Time To Show Him The Door(stop)

| CA, USA | Employees, Ignoring & Inattentive

(I work as a support staff in a special education class. It is winter the heater in our classroom has broken, leaving the students and staff alike very uncomfortable. The teacher filed a maintenance request. The next day, I notice a district repair man walking up to the classroom, and step outside to speak with him.)

Me: “You must be here to fix the heater!”

Worker: “Huh? Your heater isn’t working? Well, I’m here to fix something much more important. I heard your doorstop has broken!”

(Sure enough, he pulls out tools to begin to fix our doorstop… a maintenance request we put in at least a month ago. As he’s leaving, he adds:)
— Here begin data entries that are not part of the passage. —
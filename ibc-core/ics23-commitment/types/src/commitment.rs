//! Defines core commitment types

use core::fmt;

use ibc_core_host_types::key::{keccak256, HASH_LENGTH};
use ibc_primitives::prelude::*;
use subtle_encoding::{Encoding, Hex};

use crate::error::CommitmentError;
use crate::merkle::SparseMerkleProof;

fn hex_upper(bytes: &[u8]) -> Result<String, fmt::Error> {
    Hex::upper_case()
        .encode_to_string(bytes)
        .map_err(|_| fmt::Error)
}

/// Encodes a commitment root; the root hash of the provable store tree.
#[cfg_attr(feature = "serde", derive(serde::Serialize, serde::Deserialize))]
#[cfg_attr(feature = "serde", serde(transparent))]
#[derive(Clone, PartialEq, Eq)]
pub struct CommitmentRoot {
    bytes: Vec<u8>,
}

impl fmt::Debug for CommitmentRoot {
    fn fmt(&self, f: &mut fmt::Formatter<'_>) -> fmt::Result {
        f.debug_tuple("CommitmentRoot")
            .field(&hex_upper(&self.bytes)?)
            .finish()
    }
}

impl CommitmentRoot {
    pub fn from_bytes(bytes: &[u8]) -> Self {
        Self {
            bytes: Vec::from(bytes),
        }
    }

    pub fn as_bytes(&self) -> &[u8] {
        &self.bytes
    }

    pub fn into_vec(self) -> Vec<u8> {
        self.bytes
    }

    pub fn is_empty(&self) -> bool {
        self.bytes.is_empty()
    }

    /// Interprets the root as a 32-byte hash.
    pub fn to_hash(&self) -> Result<[u8; HASH_LENGTH], CommitmentError> {
        self.bytes
            .as_slice()
            .try_into()
            .map_err(|_| CommitmentError::InvalidHashLength(self.bytes.len()))
    }
}

impl From<Vec<u8>> for CommitmentRoot {
    fn from(bytes: Vec<u8>) -> Self {
        Self { bytes }
    }
}

impl From<[u8; HASH_LENGTH]> for CommitmentRoot {
    fn from(bytes: [u8; HASH_LENGTH]) -> Self {
        Self::from_bytes(&bytes)
    }
}

/// Demonstrates membership or non-membership of a store entry, verifiable
/// in conjunction with a known commitment root.
#[cfg_attr(feature = "serde", derive(serde::Serialize, serde::Deserialize))]
#[cfg_attr(feature = "serde", serde(transparent))]
#[derive(Clone, PartialEq, Eq, derive_more::AsRef, derive_more::Into)]
#[as_ref(forward)]
pub struct CommitmentProofBytes {
    bytes: Vec<u8>,
}

impl fmt::Debug for CommitmentProofBytes {
    fn fmt(&self, f: &mut fmt::Formatter<'_>) -> fmt::Result {
        f.debug_tuple("CommitmentProof")
            .field(&hex_upper(&self.bytes)?)
            .finish()
    }
}

impl TryFrom<Vec<u8>> for CommitmentProofBytes {
    type Error = CommitmentError;

    fn try_from(bytes: Vec<u8>) -> Result<Self, Self::Error> {
        if bytes.is_empty() {
            Err(Self::Error::EmptyMerkleProof)
        } else {
            Ok(Self { bytes })
        }
    }
}

impl From<SparseMerkleProof> for CommitmentProofBytes {
    fn from(proof: SparseMerkleProof) -> Self {
        Self {
            bytes: proof.encode_vec(),
        }
    }
}

impl<'a> TryFrom<&'a CommitmentProofBytes> for SparseMerkleProof {
    type Error = CommitmentError;

    fn try_from(value: &'a CommitmentProofBytes) -> Result<Self, Self::Error> {
        SparseMerkleProof::decode_vec(value.as_ref())
    }
}

/// Defines a store prefix of the commitment proof. On EVM hosts this is the
/// address of the contract holding the provable store.
#[cfg_attr(feature = "serde", derive(serde::Serialize, serde::Deserialize))]
#[derive(Clone, PartialEq, Eq, Hash)]
pub struct CommitmentPrefix {
    bytes: Vec<u8>,
}

impl CommitmentPrefix {
    pub fn as_bytes(&self) -> &[u8] {
        &self.bytes
    }

    pub fn into_vec(self) -> Vec<u8> {
        self.bytes
    }

    pub fn empty() -> Self {
        Self { bytes: Vec::new() }
    }
}

impl TryFrom<Vec<u8>> for CommitmentPrefix {
    type Error = CommitmentError;

    fn try_from(bytes: Vec<u8>) -> Result<Self, Self::Error> {
        if bytes.is_empty() {
            Err(Self::Error::EmptyCommitmentPrefix)
        } else {
            Ok(Self { bytes })
        }
    }
}

impl fmt::Debug for CommitmentPrefix {
    fn fmt(&self, f: &mut fmt::Formatter<'_>) -> fmt::Result {
        write!(f, "0x{}", hex_upper(&self.bytes)?)
    }
}

/// The hash a provable store publishes for a stored object.
///
/// Absent objects commit to the zero hash.
#[cfg_attr(feature = "serde", derive(serde::Serialize, serde::Deserialize))]
#[derive(Clone, Copy, Default, PartialEq, Eq, PartialOrd, Ord, Hash)]
pub struct CommitmentHash([u8; HASH_LENGTH]);

impl CommitmentHash {
    pub const ZERO: CommitmentHash = CommitmentHash([0u8; HASH_LENGTH]);

    /// Commits to the serialized form of an object.
    pub fn of(bytes: &[u8]) -> Self {
        Self(keccak256(bytes))
    }

    pub fn from_bytes(bytes: [u8; HASH_LENGTH]) -> Self {
        Self(bytes)
    }

    pub fn as_bytes(&self) -> &[u8; HASH_LENGTH] {
        &self.0
    }

    pub fn is_zero(&self) -> bool {
        self.0 == [0u8; HASH_LENGTH]
    }
}

impl fmt::Debug for CommitmentHash {
    fn fmt(&self, f: &mut fmt::Formatter<'_>) -> fmt::Result {
        f.debug_tuple("CommitmentHash")
            .field(&hex_upper(&self.0)?)
            .finish()
    }
}

#[cfg(test)]
mod tests {
    use super::*;

    #[test]
    fn empty_proof_bytes_are_rejected() {
        assert_eq!(
            CommitmentProofBytes::try_from(Vec::new()),
            Err(CommitmentError::EmptyMerkleProof)
        );
    }

    #[test]
    fn commitment_hash_of_bytes_is_not_zero() {
        assert!(CommitmentHash::default().is_zero());
        assert!(!CommitmentHash::of(b"").is_zero());
        assert_eq!(CommitmentHash::of(b"abc"), CommitmentHash::of(b"abc"));
    }
}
Worker: “That’s a nice coat, by the way.”

Me: “Oh, thank you.”

Worker: “Guess you’ll be wearing it all day! Ha ha!”

Me: “…”


Putting It Bluntly

| VA, USA | Bosses & Owners, Language & Words

Man Checking Out: “Sir, do you have [type of cheap cigar product]?”

Cashier: “I’m not sure. Let me check.” *yells out to middle-aged manager across the aisle to see if they carry that product*

Manager: “No, but we have blunts… Oh, I mean, we have cigarillos!”

Cashier: *trying to keep a straight face as the man is asking for a different product*

Me: *trying so hard not to burst out laughing*


Needs To Do More Basic Basic Training

| SC, USA | Health & Body, Military

(In the first few hours of basic training, my appendix has ruptured and I need to get emergency surgery to have it removed. After being cleared to travel, I am sent home, though beforehand, I speak to my slightly ditzy Drill Sergeant to make sure everything is in order.)

Me: “Anything else I should worry about, Drill Sergeant?”

Drill Sergeant: “Nothing major. You’re being sent home on convalescent leave since your surgery was pretty major, so just take it easy and try not to let it happen again.”

Me: “The surgery, Drill Sergeant?”

Drill Sergeant: “No, your appendix. If it happens again, you may be medically discharged.”

Me: *to myself* “I somewhat doubt the chances of it ever happening again.”


As Long As You’re Rockin’

| Saskatoon, SK, Canada | Musical Mayhem

(I’m 11, doing inventory in a music store that belongs to a friend of the family. I’m working with a friend going over individual sheet music.)

Friend: *pulls out Jailhouse Rock*

Me: *pulls out Schoolhouse Rock*

Both: “Same thing.”


By My Reading You’re Up For The Count

| Wichita, KS, USA | Bizarre/Silly, Coworkers

(My coworkers and I are occasionally given extra projects to do when things are slow. Sometimes we work separately; other times we work together in a sort of assembly line. The manager leaves it up to us how we get things done, just so long as it’s done correctly and on time. One week, we’re given one that requires a lot of both reading and counting; everyone gets to work on their stacks, and we all talk while we work. I’ve never enjoyed math, and one of my coworkers doesn’t like reading, so we often crack jokes about how bad each of us are at those respective tasks.)

Coworker: *because she’s taking longer on the reading parts* “I don’t like this! I can’t read!”

Me: “Well, I can’t count! Hey, [Coworker], if we worked together on this, we’d be an entire functional employee!”

(I was only joking about working together, but we realized it would actually go quicker if we did. Our manager expected the project to take us a week. We had it knocked out in two days. This sort of stuff is why I love my team so much.)